__Work order__:
Produce the records below again, word for word, but stop after the line that contains "use tracing_subscriber::EnvFilter;".

__Information supplied__:
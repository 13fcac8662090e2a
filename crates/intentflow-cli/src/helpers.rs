//! Shared helper functions used across CLI subcommands.
//!
//! Includes tracing initialization, configuration loading and envelope
//! printing.

use std::path::Path;

use anyhow::{Context, Result};
use serde::Serialize;
use tracing::{debug, info};
use tracing_subscriber::EnvFilter;

use intentflow_agent::ServiceConfig;
use intentflow_intent::ResponseEnvelope;

// ---------------------------------------------------------------------------
// Tracing
// ---------------------------------------------------------------------------

/// Initialize the tracing subscriber with the given default log level.
///
/// `RUST_LOG` takes precedence over `default_level`.  Logs go to stderr so
/// one-shot commands can pipe their JSON output.
pub fn init_tracing(default_level: &str, json: bool) {
    let filter =
        EnvFilter::try_from_default_env().unwrap_or_else(|_| EnvFilter::new(default_level));

    let builder = tracing_subscriber::fmt()
        .with_env_filter(filter)
        .with_target(false)
        .with_writer(std::io::stderr);

    if json {
        builder.json().init();
    } else {
        builder.compact().init();
    }
}

// ---------------------------------------------------------------------------
// Configuration
// ---------------------------------------------------------------------------

/// Load `.env`, then the optional TOML file, then environment overrides.
pub fn load_config(path: Option<&Path>) -> Result<ServiceConfig> {
    match dotenvy::dotenv() {
        Ok(path) => info!(path = %path.display(), "loaded .env"),
        Err(e) => debug!(error = %e, "no .env loaded"),
    }

    load_config_with(path, |key| std::env::var(key).ok())
}

/// Load the optional TOML file with overrides taken from `lookup`.
pub fn load_config_with<F>(path: Option<&Path>, lookup: F) -> Result<ServiceConfig>
where
    F: Fn(&str) -> Option<String>,
{
    ServiceConfig::load_with(path, lookup).with_context(|| match path {
        Some(path) => format!("failed to load configuration from {}", path.display()),
        None => "failed to load configuration".to_owned(),
    })
}

// ---------------------------------------------------------------------------
// Output
// ---------------------------------------------------------------------------

/// Render an envelope as pretty JSON.
pub fn render_envelope<T: Serialize>(envelope: &ResponseEnvelope<T>) -> Result<String> {
    serde_json::to_string_pretty(envelope).context("failed to serialize response")
}

/// Print an envelope to stdout and return whether it reports success.
pub fn print_envelope<T: Serialize>(envelope: &ResponseEnvelope<T>) -> Result<bool> {
    println!("{}", render_envelope(envelope)?);
    Ok(envelope.is_success())
}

__Exercise response__:
repository 13fcac8662090e2a
filename crates/intentflow-cli/src/helpers.rs
//! Shared helper functions used across CLI subcommands.
//!
//! Includes tracing initialization, configuration loading and envelope
//! printing.

use std::path::Path;

use anyhow::{Context, Result};
use serde::Serialize;
use tracing::{debug, info};
use tracing_subscriber::EnvFilter;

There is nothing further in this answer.